-- Opening Marker --
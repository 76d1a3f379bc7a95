//! Render command implementation

use crate::cli::RenderArgs;
use qrframe::export::{exporter_for, write_artifact, Exporter};
use qrframe::{
    Color, EcLevel, EyeStyle, FrameKind, FrameSpec, GradientDirection, GradientSpec, LogoRef,
    ModuleStyle, QrError, RenderOptions, Result, StyleConfig,
};

pub fn run(args: &RenderArgs) -> Result<()> {
    let style = build_style(args)?;
    let frame = FrameSpec::new(FrameKind::from_name(&args.frame), args.caption.clone());
    log::debug!("rendering {} bytes as {}", args.payload.len(), args.format);
    let opts = RenderOptions {
        display_size: args.size,
        id: args.id.clone(),
    };

    let vector = qrframe::render(&args.payload, &style, &frame, &opts)?
        .ok_or_else(|| QrError::ConfigError("empty payload, nothing to render".into()))?;

    let exporter = exporter_for(&args.format)
        .ok_or_else(|| QrError::ConfigError(format!("unknown format {:?}", args.format)))?;
    let bytes = exporter.export(&vector)?;
    let path = write_artifact(&args.output, &bytes, exporter.extension())?;

    if !args.quiet {
        eprintln!(
            "wrote {} ({} bytes, {:.0}x{:.0})",
            path.display(),
            bytes.len(),
            vector.width,
            vector.height
        );
    }
    Ok(())
}

/// Resolve the effective style: the style file (if any) supplies the
/// base, command-line flags override individual fields.
pub fn build_style(args: &RenderArgs) -> Result<StyleConfig> {
    let mut style = match &args.style_file {
        Some(path) => {
            let raw = std::fs::read_to_string(path)?;
            serde_json::from_str::<StyleConfig>(&raw)
                .map_err(|e| QrError::ConfigError(format!("{}: {e}", path.display())))?
        }
        None => StyleConfig::default(),
    };

    if let Some(name) = &args.module_style {
        style.module_style = parse_module_style(name)?;
    }
    if let Some(name) = &args.eye_style {
        style.eye_style = parse_eye_style(name)?;
    }
    if let Some(raw) = &args.foreground {
        style.foreground = parse_color(raw)?;
    }
    if let Some(raw) = &args.background {
        style.background = parse_color(raw)?;
    }
    if let Some(raw) = &args.eye_color {
        style.eye_color = Some(parse_color(raw)?);
    }
    if let Some(raw) = &args.gradient {
        style.gradient = Some(parse_gradient(raw)?);
    }
    if let Some(href) = &args.logo {
        style.logo = Some(LogoRef { href: href.clone() });
    }
    if let Some(name) = &args.ec_level {
        style.ec_level = parse_ec_level(name)?;
    }
    Ok(style)
}

fn parse_color(raw: &str) -> Result<Color> {
    raw.parse::<Color>()
        .map_err(|e| QrError::ConfigError(e.to_string()))
}

fn parse_module_style(name: &str) -> Result<ModuleStyle> {
    match name.to_ascii_lowercase().as_str() {
        "square" => Ok(ModuleStyle::Square),
        "dots" => Ok(ModuleStyle::Dots),
        "rounded" => Ok(ModuleStyle::Rounded),
        _ => Err(QrError::ConfigError(format!("unknown module style {name:?}"))),
    }
}

fn parse_eye_style(name: &str) -> Result<EyeStyle> {
    match name.to_ascii_lowercase().as_str() {
        "square" => Ok(EyeStyle::Square),
        "circle" => Ok(EyeStyle::Circle),
        "rounded" => Ok(EyeStyle::Rounded),
        "leaf" => Ok(EyeStyle::Leaf),
        "diamond" => Ok(EyeStyle::Diamond),
        _ => Err(QrError::ConfigError(format!("unknown eye style {name:?}"))),
    }
}

fn parse_ec_level(name: &str) -> Result<EcLevel> {
    match name.to_ascii_lowercase().as_str() {
        "l" | "low" => Ok(EcLevel::Low),
        "m" | "medium" => Ok(EcLevel::Medium),
        "q" | "quartile" => Ok(EcLevel::Quartile),
        "h" | "high" => Ok(EcLevel::High),
        _ => Err(QrError::ConfigError(format!("unknown EC level {name:?}"))),
    }
}

fn parse_gradient(raw: &str) -> Result<GradientSpec> {
    let parts: Vec<&str> = raw.split(',').map(str::trim).collect();
    let (start, end, direction) = match parts.as_slice() {
        [start, end] => (*start, *end, "vertical"),
        [start, end, direction] => (*start, *end, *direction),
        _ => {
            return Err(QrError::ConfigError(format!(
                "expected start,end[,direction], got {raw:?}"
            )))
        }
    };
    let direction = match direction.to_ascii_lowercase().as_str() {
        "vertical" => GradientDirection::Vertical,
        "horizontal" => GradientDirection::Horizontal,
        "diagonal" => GradientDirection::Diagonal,
        "radial" => GradientDirection::Radial,
        other => {
            return Err(QrError::ConfigError(format!(
                "unknown gradient direction {other:?}"
            )))
        }
    };
    Ok(GradientSpec {
        start: parse_color(start)?,
        end: parse_color(end)?,
        direction,
    })
}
-- Closing Marker --
Problem to work on:
Whenever the word "rounded" appears in a line of the listing, copy out that line.

Answer to this task:
        "rounded" => Ok(ModuleStyle::Rounded),
        "rounded" => Ok(EyeStyle::Rounded),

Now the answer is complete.